Granted, the company originally planned to price shares in the $15.50 to $17.50 range, so it wasn’t a runaway success. But simply getting a tech IPO done – not to mention having share prices hang close to the deal price in the aftermarket – is undeniable progress.
Then, last week, Twilio – a cloud communications platform, which has raised $233 million in venture capital funding to date – publicly filed for an IPO . The company could go public before the end of June on the New York Stock Exchange under the ticker “TWLO.”
“It feels like a concert where the headliner is running late and the crowd has been getting antsy,” says Atish Davda, CEO at EquityZen. “Finally, Twilio walks onstage and gives everyone a reason to calm down.”
Indeed. So when will it be time to transition to crowd-surfing in the excitement of a genuine IPO comeback?
Believe it or not, the supposedly lazy days of summer hold the key.
No Vacation Plans Here
While this has been the worst year for IPOs since the 2009 recession – and the third worst year since the dot-com days – we’re coming off a strong May.
In fact, May marked the best month for IPO activity since October 2015. A total of 16 IPOs were priced, raising $3 billion.

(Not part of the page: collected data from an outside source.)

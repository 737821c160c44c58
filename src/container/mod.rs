//! MDX/MDD binary container reader.
//!
//! A container is parsed once at open time: the header, then the two-level
//! key-block catalog. The record-block catalog is walked on demand when the
//! persistent index is built, and records are read back with one
//! seek + read per lookup.

mod header;
mod keys;
mod records;

use std::fs::File;
use std::path::{Path, PathBuf};

use tracing::warn;

pub use header::ContainerHeader;
pub use records::{IndexRow, RecordBlockType};

use crate::error::{MdxError, Result};

#[derive(Debug, Clone, Copy, PartialEq, Eq, Hash)]
pub enum ContainerKind {
    Mdx,
    Mdd,
}

impl ContainerKind {
    pub fn extension(self) -> &'static str {
        match self {
            ContainerKind::Mdx => "mdx",
            ContainerKind::Mdd => "mdd",
        }
    }
}

/// One key-list entry: the decompressed offset of the record inside the
/// concatenated record stream, and the key text decoded to UTF-8.
#[derive(Debug, Clone, PartialEq, Eq)]
pub struct KeyEntry {
    pub record_offset: u64,
    pub key_text: String,
}

#[derive(Debug)]
pub struct ContainerReader {
    path: PathBuf,
    kind: ContainerKind,
    header: ContainerHeader,
    key_list: Vec<KeyEntry>,
    record_block_offset: u64,
    num_entries: u64,
}

impl ContainerReader {
    pub fn open<P: AsRef<Path>>(path: P, kind: ContainerKind) -> Result<Self> {
        let path = path.as_ref().to_path_buf();
        let mut file = File::open(&path)?;

        let header = header::read_header(&mut file, kind)?;

        let scan = match keys::read_keys(&mut file, &header) {
            Ok(scan) => scan,
            Err(err @ MdxError::UnsupportedCompression(_)) => return Err(err),
            Err(primary) => {
                warn!(
                    path = %path.display(),
                    error = %primary,
                    "key catalog parse failed, retrying with raw magic scan"
                );
                match keys::read_keys_raw_scan(&mut file, &header) {
                    Ok(scan) => scan,
                    Err(err @ MdxError::UnsupportedCompression(_)) => return Err(err),
                    Err(secondary) => {
                        return Err(MdxError::CorruptCatalog(format!(
                            "{primary}; recovery failed: {secondary}"
                        )))
                    }
                }
            }
        };

        Ok(Self {
            path,
            kind,
            header,
            key_list: scan.key_list,
            record_block_offset: scan.record_block_offset,
            num_entries: scan.num_entries,
        })
    }

    pub fn path(&self) -> &Path {
        &self.path
    }

    pub fn kind(&self) -> ContainerKind {
        self.kind
    }

    pub fn header(&self) -> &ContainerHeader {
        &self.header
    }

    pub fn keys(&self) -> &[KeyEntry] {
        &self.key_list
    }

    pub fn num_entries(&self) -> u64 {
        self.num_entries
    }

    /// Walk the record-block catalog and produce one index row per key.
    /// With `check_blocks` every block is decompressed and verified against
    /// its Adler-32 checksum and declared size.
    pub fn build_index(&self, check_blocks: bool) -> Result<Vec<IndexRow>> {
        records::build_index(self, check_blocks)
    }

    /// Random access: fetch the record a row points at, decompressing only
    /// its block. Checksum verification is off on the lookup path unless
    /// asked for.
    pub fn read_record(&self, row: &IndexRow, verify: bool) -> Result<Vec<u8>> {
        let block = self.read_block(row, verify)?;
        Self::slice_record(&block, row)
    }

    /// Fetch and decompress the whole record block a row points at.
    pub fn read_block(&self, row: &IndexRow, verify: bool) -> Result<Vec<u8>> {
        records::read_block(&self.path, row, verify)
    }

    /// Cut one record out of its decompressed block.
    pub fn slice_record(block: &[u8], row: &IndexRow) -> Result<Vec<u8>> {
        records::slice_record(block, row)
    }
}
//! Synthetic v2.0 MDX/MDD containers, written bit-exactly for the tests.
#![allow(dead_code)]

use std::fs;
use std::io::Write;
use std::path::Path;

use adler32::RollingAdler32;
use flate2::write::ZlibEncoder;
use flate2::Compression;

pub const TAG_STORED: u32 = 0;
pub const TAG_LZO: u32 = 1;
pub const TAG_ZLIB: u32 = 2;

pub struct FixtureSpec {
    /// MDD containers carry UTF-16LE keys and raw record payloads.
    pub utf16_keys: bool,
    pub nul_terminated_records: bool,
    pub encoding_attr: String,
    pub title: String,
    pub description: String,
    pub stylesheet: Option<String>,
    pub entries: Vec<(String, Vec<u8>)>,
    pub key_block_tag: u32,
    pub record_block_tag: u32,
    /// 0 means a single record block.
    pub records_per_block: usize,
}

impl FixtureSpec {
    pub fn mdx(entries: &[(&str, &str)]) -> Self {
        Self {
            utf16_keys: false,
            nul_terminated_records: true,
            encoding_attr: "UTF-8".to_string(),
            title: "Test Dictionary".to_string(),
            description: String::new(),
            stylesheet: None,
            entries: entries
                .iter()
                .map(|(k, v)| (k.to_string(), v.as_bytes().to_vec()))
                .collect(),
            key_block_tag: TAG_ZLIB,
            record_block_tag: TAG_ZLIB,
            records_per_block: 0,
        }
    }

    pub fn mdd(entries: &[(&str, &[u8])]) -> Self {
        Self {
            utf16_keys: true,
            nul_terminated_records: false,
            encoding_attr: String::new(),
            title: "Test Resources".to_string(),
            description: String::new(),
            stylesheet: None,
            entries: entries
                .iter()
                .map(|(k, v)| (k.to_string(), v.to_vec()))
                .collect(),
            key_block_tag: TAG_ZLIB,
            record_block_tag: TAG_ZLIB,
            records_per_block: 0,
        }
    }
}

fn adler(data: &[u8]) -> u32 {
    RollingAdler32::from_buffer(data).hash()
}

fn deflate(data: &[u8]) -> Vec<u8> {
    let mut enc = ZlibEncoder::new(Vec::new(), Compression::default());
    enc.write_all(data).unwrap();
    enc.finish().unwrap()
}

fn slab(tag: u32, payload: &[u8]) -> Vec<u8> {
    let mut out = Vec::new();
    out.extend(tag.to_le_bytes());
    out.extend(adler(payload).to_be_bytes());
    match tag {
        TAG_ZLIB => out.extend(deflate(payload)),
        _ => out.extend_from_slice(payload),
    }
    out
}

fn encode_key(key: &str, utf16: bool) -> Vec<u8> {
    if utf16 {
        let mut out: Vec<u8> = key.encode_utf16().flat_map(|u| u.to_le_bytes()).collect();
        out.extend([0, 0]);
        out
    } else {
        let mut out = key.as_bytes().to_vec();
        out.push(0);
        out
    }
}

fn push_info_text(info: &mut Vec<u8>, text: &str, utf16: bool) {
    if utf16 {
        let units: Vec<u16> = text.encode_utf16().collect();
        info.extend((units.len() as u16).to_be_bytes());
        for unit in units {
            info.extend(unit.to_le_bytes());
        }
        info.extend([0, 0]);
    } else {
        info.extend((text.len() as u16).to_be_bytes());
        info.extend_from_slice(text.as_bytes());
        info.push(0);
    }
}

fn header_text(spec: &FixtureSpec) -> String {
    let mut attrs = format!(
        r#"GeneratedByEngineVersion="2.0" Format="Html" Encoding="{}" Title="{}" Description="{}""#,
        spec.encoding_attr, spec.title, spec.description
    );
    if let Some(stylesheet) = &spec.stylesheet {
        attrs.push_str(&format!(r#" StyleSheet="{stylesheet}""#));
    }
    format!("<Dictionary {attrs}/>")
}

pub fn write_fixture(path: &Path, spec: &FixtureSpec) {
    assert!(!spec.entries.is_empty(), "fixture needs at least one entry");

    let record_payloads: Vec<Vec<u8>> = spec
        .entries
        .iter()
        .map(|(_, content)| {
            let mut record = content.clone();
            if spec.nul_terminated_records {
                record.push(0);
            }
            record
        })
        .collect();
    let mut offsets = Vec::with_capacity(record_payloads.len());
    let mut total = 0u64;
    for record in &record_payloads {
        offsets.push(total);
        total += record.len() as u64;
    }

    let mut key_payload = Vec::new();
    for ((key, _), offset) in spec.entries.iter().zip(&offsets) {
        key_payload.extend(offset.to_be_bytes());
        key_payload.extend(encode_key(key, spec.utf16_keys));
    }
    let key_slab = slab(spec.key_block_tag, &key_payload);

    let mut info = Vec::new();
    info.extend((spec.entries.len() as u64).to_be_bytes());
    push_info_text(&mut info, &spec.entries.first().unwrap().0, spec.utf16_keys);
    push_info_text(&mut info, &spec.entries.last().unwrap().0, spec.utf16_keys);
    info.extend((key_slab.len() as u64).to_be_bytes());
    info.extend((key_payload.len() as u64).to_be_bytes());
    let mut key_info_blob = vec![0x02, 0, 0, 0];
    key_info_blob.extend(adler(&info).to_be_bytes());
    key_info_blob.extend(deflate(&info));

    let mut section = Vec::new();
    section.extend(1u64.to_be_bytes());
    section.extend((spec.entries.len() as u64).to_be_bytes());
    section.extend((info.len() as u64).to_be_bytes());
    section.extend((key_info_blob.len() as u64).to_be_bytes());
    section.extend((key_slab.len() as u64).to_be_bytes());

    let per_block = if spec.records_per_block == 0 {
        record_payloads.len()
    } else {
        spec.records_per_block
    };
    let blocks: Vec<(Vec<u8>, u64)> = record_payloads
        .chunks(per_block)
        .map(|chunk| {
            let payload: Vec<u8> = chunk.concat();
            (slab(spec.record_block_tag, &payload), payload.len() as u64)
        })
        .collect();

    let mut header_bytes: Vec<u8> = header_text(spec)
        .encode_utf16()
        .flat_map(|u| u.to_le_bytes())
        .collect();
    header_bytes.extend([0, 0]);

    let mut out = Vec::new();
    out.extend((header_bytes.len() as u32).to_be_bytes());
    out.extend_from_slice(&header_bytes);
    out.extend(adler(&header_bytes).to_le_bytes());
    out.extend_from_slice(&section);
    out.extend(adler(&section).to_be_bytes());
    out.extend_from_slice(&key_info_blob);
    out.extend_from_slice(&key_slab);
    out.extend((blocks.len() as u64).to_be_bytes());
    out.extend((spec.entries.len() as u64).to_be_bytes());
    out.extend(((blocks.len() * 16) as u64).to_be_bytes());
    out.extend(
        blocks
            .iter()
            .map(|(slab, _)| slab.len() as u64)
            .sum::<u64>()
            .to_be_bytes(),
    );
    for (slab, decompressed_size) in &blocks {
        out.extend((slab.len() as u64).to_be_bytes());
        out.extend(decompressed_size.to_be_bytes());
    }
    for (slab, _) in &blocks {
        out.extend_from_slice(slab);
    }

    fs::write(path, out).unwrap();
}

Nevertheless, we’re still way behind the average IPO volume at this point in the year, as you can see in this chart from Bespoke Investment Group.
If the pace of deals doesn’t quicken, we’re on track for just 78 total IPOs this year.
No doubt, many pundits will dismiss the May rebound as too little, too late. Why?
Because the infamous “summer doldrums” are bound to overtake the IPO market, as bankers and investors go on vacation.
Or so the reasoning goes, anyway.
But don’t be fooled into believing everything you read or hear in the coming days.
“The facts do not support this myth about Wall Street,” writes John E. Fitzgibbon, Jr. of IPOScoop.com.
According to his number-crunching, the IPO market is clearly “open for business” in the summer:
- Over the last 16 years, 27% of the 2,929 U.S. IPOs occurred during June, July, and August.
- During the summers of 2005 and 2015, 35% or more of the IPOs in those years came to market.
In other words, the “summer quarter” isn’t any slower for IPOs.
Rather, the historical averages indicate that it’s actually a slightly busier time. And in some years, like 2005 and 2015, it’s a much busier time.
And that’s why the timing of the Twilio news is so important…
The Next Big Step for the IPO Market
While Twilio’s IPO won’t single-handedly open the floodgates, it will influence how many other companies seek to go public this summer.
If the deal does well and the markets hold up, other companies are bound to move forward with IPO plans.
Heck, we’re already seeing Twilio’s positive impact.
In the wake of Twilio’s SEC filings, there are now rumblings that security software firm Blue Coat Systems is considering officially filing for an IPO.
If so, Blue Coat promises to carry even more influence on the IPO market than Twilio, as it would be a much bigger deal at a reported $500 million. By comparison, Twilio plans to raise up to $100 million.
Add it all up, and a strong debut for Twilio would lay the foundation for a summer of higher IPO activity. And a strong summer would set the stage for a strong second half of the year, too.